FORSYTH COUNTY, N.C. (WGHP) — Forsyth County and the Forsyth County Sheriff’s Office has agreed to pay $3 million to the family of John Neville, the man who died in custody after suffering a medical emergency, according to the News & Observer.
The paper did not release further details on the settlement.
Neville was in jail on a misdemeanor charge when he suffered a medical emergency on Dec. 2, 2019. He was rushed to the hospital by Forsyth County Detention Center officers. Two days later, Neville’s family pulled the plug on the machine their father had been hooked up to at Wake Forest Baptist Hospital.
More than eight months later, in early July of 2020, the Forsyth County Sheriff’s Office revealed that Neville had suffocated while being detained by five detention officers.
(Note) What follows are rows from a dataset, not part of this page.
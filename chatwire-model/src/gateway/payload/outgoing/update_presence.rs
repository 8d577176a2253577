use super::Command;
use crate::gateway::OpCode;
use serde::Serialize;

/// The `PRESENCE UPDATE` command (opcode 3).
#[derive(Clone, Debug, Eq, PartialEq, Serialize)]
pub struct UpdatePresence {
    pub since: Option<u64>,
    pub activities: Vec<serde_json::Value>,
    pub status: String,
    pub afk: bool,
}

impl Command for UpdatePresence {
    const OP: OpCode = OpCode::PresenceUpdate;
}
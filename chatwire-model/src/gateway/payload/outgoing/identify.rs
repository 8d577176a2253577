use super::Command;
use crate::gateway::{Intents, OpCode};
use serde::Serialize;

/// Properties identifying the client/OS, sent alongside every IDENTIFY.
#[derive(Clone, Debug, Eq, PartialEq, Serialize)]
pub struct IdentifyProperties {
    pub os: String,
    pub browser: String,
    pub device: String,
}

impl IdentifyProperties {
    /// Build properties naming a library and the host OS.
    pub fn new(browser: impl Into<String>) -> Self {
        let browser = browser.into();

        Self {
            os: std::env::consts::OS.to_owned(),
            device: browser.clone(),
            browser,
        }
    }
}

/// The `[shard_id, shard_count]` pair sent on IDENTIFY for a sharded session.
#[derive(Clone, Copy, Debug, Eq, PartialEq, Serialize)]
pub struct IdentifyInfo {
    pub id: u32,
    pub total: u32,
}

/// The `IDENTIFY` command (opcode 2): opens a fresh session.
#[derive(Clone, Debug, Serialize)]
pub struct Identify {
    pub token: String,
    pub intents: Intents,
    pub properties: IdentifyProperties,
    #[serde(skip_serializing_if = "Option::is_none")]
    pub compress: Option<bool>,
    #[serde(skip_serializing_if = "Option::is_none")]
    pub large_threshold: Option<u32>,
    #[serde(skip_serializing_if = "Option::is_none")]
    pub shard: Option<(u32, u32)>,
    #[serde(skip_serializing_if = "Option::is_none")]
    pub presence: Option<serde_json::Value>,
}

impl Command for Identify {
    const OP: OpCode = OpCode::Identify;
}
Body camera footage was also released that showed that John Neville suffered a seizure during his detainment and repeated several times that he “couldn’t breathe” and needed help.
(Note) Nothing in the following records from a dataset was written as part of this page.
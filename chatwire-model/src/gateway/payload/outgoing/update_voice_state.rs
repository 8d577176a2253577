use super::Command;
use crate::gateway::OpCode;
use crate::Snowflake;
use serde::Serialize;

/// The `VOICE STATE UPDATE` command (opcode 4).
#[derive(Clone, Copy, Debug, Eq, PartialEq, Serialize)]
pub struct UpdateVoiceState {
    pub guild_id: Snowflake,
    pub channel_id: Option<Snowflake>,
    pub self_mute: bool,
    pub self_deaf: bool,
}

impl Command for UpdateVoiceState {
    const OP: OpCode = OpCode::VoiceStateUpdate;
}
The video also showed Michelle Heughins, who at the time was a nurse at the Forsyth County Jail, repeatedly trying to calm Neville down as she took his blood pressure. She was heard on camera saying, “They are just holding you down while we take your blood pressure. You just had a seizure. They’re just making sure you don’t hurt yourself.”
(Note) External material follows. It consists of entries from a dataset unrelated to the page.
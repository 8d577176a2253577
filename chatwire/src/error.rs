//! The facade's error taxonomy (§7): wraps each subsystem's own `{kind,
//! source}` error as a source rather than redefining their kinds, so
//! application code can match on one type while internals stay narrowly
//! scoped.

use std::{
    error::Error as StdError,
    fmt::{Display, Formatter, Result as FmtResult},
    result::Result as StdResult,
};

pub type Result<T, E = Error> = StdResult<T, E>;

/// How serious an error is, independent of whether it's retryable.
#[derive(Clone, Copy, Debug, Eq, PartialEq)]
pub enum Severity {
    Low,
    Medium,
    High,
    Critical,
}

/// An error encountered constructing or running a client.
#[derive(Debug)]
pub struct Error {
    kind: ErrorType,
    source: Option<Box<dyn StdError + Send + Sync>>,
}

impl Error {
    #[must_use = "retrieving the type has no effect if left unused"]
    pub const fn kind(&self) -> &ErrorType {
        &self.kind
    }

    #[must_use = "consuming the error into its parts has no effect if left unused"]
    pub fn into_parts(self) -> (ErrorType, Option<Box<dyn StdError + Send + Sync>>) {
        (self.kind, self.source)
    }

    pub(crate) fn new(kind: ErrorType) -> Self {
        Self { kind, source: None }
    }

    pub(crate) fn with_source(kind: ErrorType, source: impl StdError + Send + Sync + 'static) -> Self {
        Self {
            kind,
            source: Some(Box::new(source)),
        }
    }

    /// Severity, computed from `kind` rather than stored (§7): it is
    /// entirely a function of the kind, and storing it separately would
    /// let the two drift out of sync.
    #[must_use]
    pub const fn severity(&self) -> Severity {
        match self.kind {
            ErrorType::Configuration { .. } => Severity::Low,
            ErrorType::Gateway | ErrorType::Rest => Severity::High,
            ErrorType::SessionStartLimitExhausted { .. } => Severity::High,
            ErrorType::ShutdownTimedOut => Severity::Medium,
        }
    }

    /// Whether constructing or reconnecting again, as-is, could plausibly
    /// succeed. Computed, not stored, for the same reason as `severity`.
    #[must_use]
    pub const fn is_retryable(&self) -> bool {
        matches!(self.kind, ErrorType::SessionStartLimitExhausted { .. })
    }
}

impl Display for Error {
    fn fmt(&self, f: &mut Formatter<'_>) -> FmtResult {
        match &self.kind {
            ErrorType::Configuration { message } => write!(f, "invalid configuration: {message}"),
            ErrorType::Gateway => f.write_str("the gateway fleet failed"),
            ErrorType::Rest => f.write_str("the REST bootstrap request failed"),
            ErrorType::SessionStartLimitExhausted { reset_after } => write!(
                f,
                "session start limit exhausted; resets in {reset_after:?}"
            ),
            ErrorType::ShutdownTimedOut => f.write_str("shutdown did not finish draining within its timeout"),
        }
    }
}

impl StdError for Error {
    fn source(&self) -> Option<&(dyn StdError + 'static)> {
        self.source
            .as_ref()
            .map(|source| &**source as &(dyn StdError + 'static))
    }
}

/// Type of [`Error`] that occurred.
#[derive(Debug)]
#[non_exhaustive]
pub enum ErrorType {
    /// A builder was missing a required field, or given an invalid value.
    Configuration { message: String },
    /// The shard fleet could not be brought up; see the wrapped source.
    Gateway,
    /// The gateway bootstrap request (`GET /gateway/bot`) failed; see the
    /// wrapped source.
    Rest,
    /// Not enough session starts remain to bring up the requested shards.
    SessionStartLimitExhausted { reset_after: std::time::Duration },
    /// `shutdown()`'s drain timeout elapsed before every shard finished.
    ShutdownTimedOut,
}

#[cfg(test)]
mod tests {
    use super::{Error, ErrorType, Severity};
    use static_assertions::assert_impl_all;
    use std::error::Error as StdError;
    use std::time::Duration;

    assert_impl_all!(Error: StdError, Send, Sync);

    #[test]
    fn configuration_errors_are_low_severity_and_not_retryable() {
        let error = Error::new(ErrorType::Configuration {
            message: "token is required".to_owned(),
        });

        assert_eq!(error.severity(), Severity::Low);
        assert!(!error.is_retryable());
    }

    #[test]
    fn session_start_limit_exhaustion_is_retryable() {
        let error = Error::new(ErrorType::SessionStartLimitExhausted {
            reset_after: Duration::from_secs(3600),
        });

        assert!(error.is_retryable());
        assert_eq!(error.severity(), Severity::High);
    }
}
Five Forsyth County Detention officers and Heughins were arrested and charged with involuntary manslaughter. A Forsyth County grand jury did not indict the former detention officers, according to the Forsyth County District Attorney’s office.
Court documents obtained by FOX8 show that Heughins was indicted in Neville’s death. She was the only defendant who was indicted.
WGHP, The News & Observer in Raleigh and several other media outlets had filed public records requests in 2020 seeking information about how Neville died. The N.C. Department of Health and Human Services had agreed to supply the records to the news outlets, but O’Neill last year quietly asked Forsyth County Superior Court Judge David Hall for those records to be sealed. The North Carolina Court of Appeals ultimately ruled that O’Neill had no right to ask the judge to seal those records.
Neville’s death, and the circumstances around it, sparked a lengthy string of protests in and around the city, which lasted for more than a month.